**Stored items:**
use thiserror::Error;

#[derive(Error, Debug)]
pub enum RosterError {
    #[error("IO error: {0}")]
    IoError(#[from] std::io::Error),

    #[error("CSV processing error: {0}")]
    CsvError(#[from] csv::Error),

    #[error("Serialization error: {0}")]
    SerializationError(#[from] serde_json::Error),

    #[error("Configuration error: {message}")]
    ConfigError { message: String },

    #[error("Invalid value '{value}' for {field}: {reason}")]
    InvalidConfigValueError {
        field: String,
        value: String,
        reason: String,
    },

    #[error("Validation error: {message}")]
    ValidationError {
        message: String,
        employee_ids: Vec<String>,
    },

    #[error("Export error: {message}")]
    ExportError { message: String },
}

#[derive(Debug, Clone, Copy, PartialEq, Eq)]
pub enum ErrorCategory {
    Io,
    Configuration,
    Validation,
    Export,
}

#[derive(Debug, Clone, Copy, PartialEq, Eq, PartialOrd, Ord)]
pub enum ErrorSeverity {
    High,
    Critical,
}

impl RosterError {
    pub fn validation(message: impl Into<String>) -> Self {
        RosterError::ValidationError {
            message: message.into(),
            employee_ids: Vec::new(),
        }
    }

    pub fn validation_with_ids(message: impl Into<String>, employee_ids: Vec<String>) -> Self {
        RosterError::ValidationError {
            message: message.into(),
            employee_ids,
        }
    }

    pub fn config(message: impl Into<String>) -> Self {
        RosterError::ConfigError {
            message: message.into(),
        }
    }

    pub fn export(message: impl Into<String>) -> Self {
        RosterError::ExportError {
            message: message.into(),
        }
    }

    /// Employee ids named by a validation failure; empty for every other kind.
    pub fn employee_ids(&self) -> &[String] {
        match self {
            RosterError::ValidationError { employee_ids, .. } => employee_ids,
            _ => &[],
        }
    }

    pub fn category(&self) -> ErrorCategory {
        match self {
            RosterError::IoError(_) => ErrorCategory::Io,
            RosterError::CsvError(_) | RosterError::ExportError { .. } => ErrorCategory::Export,
            RosterError::SerializationError(_)
            | RosterError::ConfigError { .. }
            | RosterError::InvalidConfigValueError { .. } => ErrorCategory::Configuration,
            RosterError::ValidationError { .. } => ErrorCategory::Validation,
        }
    }

    pub fn severity(&self) -> ErrorSeverity {
        match self.category() {
            ErrorCategory::Io => ErrorSeverity::Critical,
            ErrorCategory::Export => ErrorSeverity::Critical,
            ErrorCategory::Configuration | ErrorCategory::Validation => ErrorSeverity::High,
        }
    }

    pub fn user_friendly_message(&self) -> String {
        match self {
            RosterError::IoError(e) => format!("Could not read or write a file: {}", e),
            RosterError::CsvError(e) => format!("Failed to write the CSV report: {}", e),
            RosterError::SerializationError(e) => format!("The pool file is not valid JSON: {}", e),
            RosterError::ConfigError { message } => format!("Configuration problem: {}", message),
            RosterError::InvalidConfigValueError { field, value, reason } => {
                format!("Setting '{}' has an invalid value '{}': {}", field, value, reason)
            }
            RosterError::ValidationError { message, .. } => {
                format!("Cannot assign reviewers: {}", message)
            }
            RosterError::ExportError { message } => format!("Export failed: {}", message),
        }
    }

    pub fn recovery_suggestion(&self) -> &'static str {
        match self {
            RosterError::IoError(_) => "Check that the paths exist and are readable/writable",
            RosterError::CsvError(_) | RosterError::ExportError { .. } => {
                "Check the output path and that the assignment is not empty"
            }
            RosterError::SerializationError(_) => {
                "Fix the JSON syntax of the pool file (expected a `people` array or `poolA`/`poolB` sections)"
            }
            RosterError::ConfigError { .. } | RosterError::InvalidConfigValueError { .. } => {
                "Review the command line flags and the TOML run file"
            }
            RosterError::ValidationError { .. } => {
                "Fix the people lists (unique, non-empty employee ids; pools must not overlap) and run again"
            }
        }
    }
}

pub type Result<T> = std::result::Result<T, RosterError>;

#[cfg(test)]
mod tests {
    use super::*;

    #[test]
    fn test_validation_error_carries_ids() {
        let err = RosterError::validation_with_ids("overlap: E2", vec!["E2".to_string()]);
        assert_eq!(err.employee_ids(), ["E2".to_string()]);
        assert_eq!(err.category(), ErrorCategory::Validation);
        assert_eq!(err.severity(), ErrorSeverity::High);
        assert_eq!(err.to_string(), "Validation error: overlap: E2");
    }

    #[test]
    fn test_io_errors_are_critical() {
        let err = RosterError::from(std::io::Error::new(std::io::ErrorKind::NotFound, "gone"));
        assert_eq!(err.severity(), ErrorSeverity::Critical);
        assert!(err.employee_ids().is_empty());
    }

    #[test]
    fn test_config_errors_are_high_severity() {
        let err = RosterError::config("bad run file");
        assert_eq!(err.category(), ErrorCategory::Configuration);
        assert_eq!(err.severity(), ErrorSeverity::High);
        assert!(err.severity() < ErrorSeverity::Critical);
    }
}
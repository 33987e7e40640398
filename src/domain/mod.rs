// Domain layer: the person/assignment model and the ports the run engine talks through.

pub mod model;
pub mod ports;
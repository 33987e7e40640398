pub mod assigner;
pub mod roster;
pub mod shuffle;

pub use crate::domain::model::{Assignment, AssignmentMode, OutputFormat, Person};
pub use crate::domain::ports::{ConfigProvider, PathKind, Storage};
pub use crate::utils::error::Result;
use tracing_subscriber::{layer::SubscriberExt, util::SubscriberInitExt, EnvFilter};

fn default_filter(verbose: bool) -> EnvFilter {
    EnvFilter::try_from_default_env().unwrap_or_else(|_| {
        if verbose {
            EnvFilter::new("review_roster=debug,info")
        } else {
            EnvFilter::new("review_roster=info")
        }
    })
}

pub fn init_cli_logger(verbose: bool) {
    tracing_subscriber::registry()
        .with(default_filter(verbose))
        .with(
            tracing_subscriber::fmt::layer()
                .with_target(false)
                .with_thread_ids(false)
                .with_file(false)
                .with_line_number(false)
                .with_writer(std::io::stderr)
                .compact(),
        )
        .init();
}

pub fn init_json_logger(verbose: bool) {
    tracing_subscriber::registry()
        .with(default_filter(verbose))
        .with(
            tracing_subscriber::fmt::layer()
                .with_target(false)
                .with_thread_ids(false)
                .with_file(false)
                .with_line_number(false)
                .with_writer(std::io::stderr)
                .json(), // one object per line for log shippers
        )
        .init();
}
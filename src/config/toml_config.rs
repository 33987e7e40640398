use crate::core::ConfigProvider;
use crate::domain::model::{AssignmentMode, OutputFormat};
use crate::utils::error::{Result, RosterError};
use crate::utils::validation::{validate_non_empty_list, validate_path, Validate};
use regex::Regex;
use serde::{Deserialize, Serialize};
use std::path::Path;

pub const DEFAULT_OUTPUT_PATH: &str = ".uncommit/docs/";

/// Run file, e.g. `roster.toml`:
///
/// ```toml
/// [roster]
/// mode = "dual"
/// pools = "config/dual_pool.json"
/// seed = 42
///
/// [output]
/// path = "${REPORT_DIR}/"
/// formats = ["console", "markdown"]
/// ```
#[derive(Debug, Clone, Serialize, Deserialize)]
pub struct TomlConfig {
    pub roster: RosterSection,
    #[serde(default)]
    pub output: OutputSection,
    #[serde(skip)]
    pub dry_run: bool,
}

#[derive(Debug, Clone, Serialize, Deserialize)]
pub struct RosterSection {
    pub mode: AssignmentMode,
    pub pools: String,
    pub seed: Option<u64>,
}

#[derive(Debug, Clone, Serialize, Deserialize)]
pub struct OutputSection {
    #[serde(default = "default_output_path")]
    pub path: String,
    #[serde(default = "default_formats")]
    pub formats: Vec<OutputFormat>,
}

fn default_output_path() -> String {
    DEFAULT_OUTPUT_PATH.to_string()
}

fn default_formats() -> Vec<OutputFormat> {
    vec![OutputFormat::Console]
}

impl Default for OutputSection {
    fn default() -> Self {
        Self {
            path: default_output_path(),
            formats: default_formats(),
        }
    }
}

impl TomlConfig {
    pub fn from_file<P: AsRef<Path>>(path: P) -> Result<Self> {
        let content = std::fs::read_to_string(&path).map_err(RosterError::IoError)?;
        Self::from_toml_str(&content)
    }

    pub fn from_toml_str(content: &str) -> Result<Self> {
        let processed_content = Self::substitute_env_vars(content)?;

        toml::from_str(&processed_content)
            .map_err(|e| RosterError::config(format!("TOML parsing error: {}", e)))
    }

    /// Replaces `${VAR}` with the environment value; unknown variables are left as written.
    fn substitute_env_vars(content: &str) -> Result<String> {
        let re = Regex::new(r"\$\{([^}]+)\}")
            .map_err(|e| RosterError::config(format!("invalid substitution pattern: {}", e)))?;

        let result = re.replace_all(content, |caps: &regex::Captures| {
            let var_name = &caps[1];
            std::env::var(var_name).unwrap_or_else(|_| format!("${{{}}}", var_name))
        });

        Ok(result.to_string())
    }
}

impl ConfigProvider for TomlConfig {
    fn mode(&self) -> AssignmentMode {
        self.roster.mode
    }

    fn pools_path(&self) -> &str {
        &self.roster.pools
    }

    fn output_path(&self) -> &str {
        &self.output.path
    }

    fn formats(&self) -> &[OutputFormat] {
        &self.output.formats
    }

    fn seed(&self) -> Option<u64> {
        self.roster.seed
    }

    fn dry_run(&self) -> bool {
        self.dry_run
    }
}

impl Validate for TomlConfig {
    fn validate(&self) -> Result<()> {
        validate_path("roster.pools", &self.roster.pools)?;
        validate_path("output.path", &self.output.path)?;
        validate_non_empty_list("output.formats", &self.output.formats)?;
        Ok(())
    }
}
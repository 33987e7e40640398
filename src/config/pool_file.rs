use crate::domain::model::{Person, PersonRecord};
use crate::utils::error::{Result, RosterError};
use serde::Deserialize;

/// `{ "people": [...] }`
#[derive(Debug, Deserialize)]
struct PoolSection {
    people: Option<Vec<Option<PersonRecord>>>,
}

/// `{ "poolA": { "people": [...] }, "poolB": { "people": [...] } }`
#[derive(Debug, Deserialize)]
#[serde(rename_all = "camelCase")]
struct DualPoolDocument {
    pool_a: Option<PoolSection>,
    pool_b: Option<PoolSection>,
}

#[derive(Debug, Clone, PartialEq, Eq)]
pub struct DualPools {
    pub pool_a: Vec<Person>,
    pub pool_b: Vec<Person>,
}

pub fn parse_single_pool(bytes: &[u8]) -> Result<Vec<Person>> {
    let section: PoolSection = serde_json::from_slice(bytes)?;
    section.into_people("single pool")
}

pub fn parse_dual_pool(bytes: &[u8]) -> Result<DualPools> {
    let document: DualPoolDocument = serde_json::from_slice(bytes)?;
    let pool_a = document
        .pool_a
        .ok_or_else(|| RosterError::validation("poolA is missing"))?
        .into_people("poolA")?;
    let pool_b = document
        .pool_b
        .ok_or_else(|| RosterError::validation("poolB is missing"))?
        .into_people("poolB")?;
    Ok(DualPools { pool_a, pool_b })
}

impl PoolSection {
    fn into_people(self, pool_name: &str) -> Result<Vec<Person>> {
        let entries = self
            .people
            .ok_or_else(|| RosterError::validation(format!("{} has no people list", pool_name)))?;

        entries
            .into_iter()
            .enumerate()
            .map(|(index, entry)| {
                let record = entry.ok_or_else(|| {
                    RosterError::validation(format!(
                        "{} contains a null entry at index {}",
                        pool_name, index
                    ))
                })?;
                Person::try_from(record).map_err(|e| match e {
                    RosterError::ValidationError {
                        message,
                        employee_ids,
                    } => RosterError::validation_with_ids(
                        format!("{} entry at index {}: {}", pool_name, index, message),
                        employee_ids,
                    ),
                    other => other,
                })
            })
            .collect()
    }
}
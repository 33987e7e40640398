use crate::domain::model::Person;
use crate::utils::error::{Result, RosterError};
use std::collections::HashSet;

pub trait Validate {
    fn validate(&self) -> Result<()>;
}

/// Non-empty pool with unique employee ids. Every duplicated id is reported once,
/// in the order its second occurrence was found.
pub fn validate_pool(pool_name: &str, people: &[Person]) -> Result<()> {
    if people.is_empty() {
        return Err(RosterError::validation(format!(
            "{} must not be empty",
            pool_name
        )));
    }

    let mut seen = HashSet::with_capacity(people.len());
    let mut duplicates: Vec<String> = Vec::new();
    for person in people {
        let id = person.employee_id();
        if !seen.insert(id) && !duplicates.iter().any(|d| d == id) {
            duplicates.push(id.to_string());
        }
    }

    if !duplicates.is_empty() {
        return Err(RosterError::validation_with_ids(
            format!(
                "{} contains duplicate employee ids: {}",
                pool_name,
                duplicates.join(", ")
            ),
            duplicates,
        ));
    }

    Ok(())
}

pub fn validate_min_pool_size(pool_name: &str, people: &[Person], min_size: usize) -> Result<()> {
    if people.len() < min_size {
        return Err(RosterError::validation_with_ids(
            format!(
                "{} needs at least {} people, got {}",
                pool_name,
                min_size,
                people.len()
            ),
            people.iter().map(|p| p.employee_id().to_string()).collect(),
        ));
    }
    Ok(())
}

/// Both pools must have disjoint id sets; all overlapping ids are reported in `pool_b` order.
pub fn validate_disjoint(pool_a: &[Person], pool_b: &[Person]) -> Result<()> {
    let pool_a_ids: HashSet<&str> = pool_a.iter().map(Person::employee_id).collect();
    let overlap: Vec<String> = pool_b
        .iter()
        .map(Person::employee_id)
        .filter(|id| pool_a_ids.contains(id))
        .map(str::to_string)
        .collect();

    if !overlap.is_empty() {
        return Err(RosterError::validation_with_ids(
            format!(
                "poolA and poolB share employee ids: {}",
                overlap.join(", ")
            ),
            overlap,
        ));
    }
    Ok(())
}

pub fn validate_path(field_name: &str, path: &str) -> Result<()> {
    if path.is_empty() {
        return Err(RosterError::InvalidConfigValueError {
            field: field_name.to_string(),
            value: path.to_string(),
            reason: "Path cannot be empty".to_string(),
        });
    }

    if path.contains('\0') {
        return Err(RosterError::InvalidConfigValueError {
            field: field_name.to_string(),
            value: path.to_string(),
            reason: "Path contains null bytes".to_string(),
        });
    }

    Ok(())
}

pub fn validate_non_empty_list<T>(field_name: &str, values: &[T]) -> Result<()> {
    if values.is_empty() {
        return Err(RosterError::InvalidConfigValueError {
            field: field_name.to_string(),
            value: "[]".to_string(),
            reason: "At least one value is required".to_string(),
        });
    }
    Ok(())
}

**INSTRUCTIONS FOR THE TASK:** With "PoolSection" as the string to find, copy every line of the records that holds it.

**TASK ANSWER:**
struct PoolSection {
    pool_a: Option<PoolSection>,
    pool_b: Option<PoolSection>,
    let section: PoolSection = serde_json::from_slice(bytes)?;
impl PoolSection {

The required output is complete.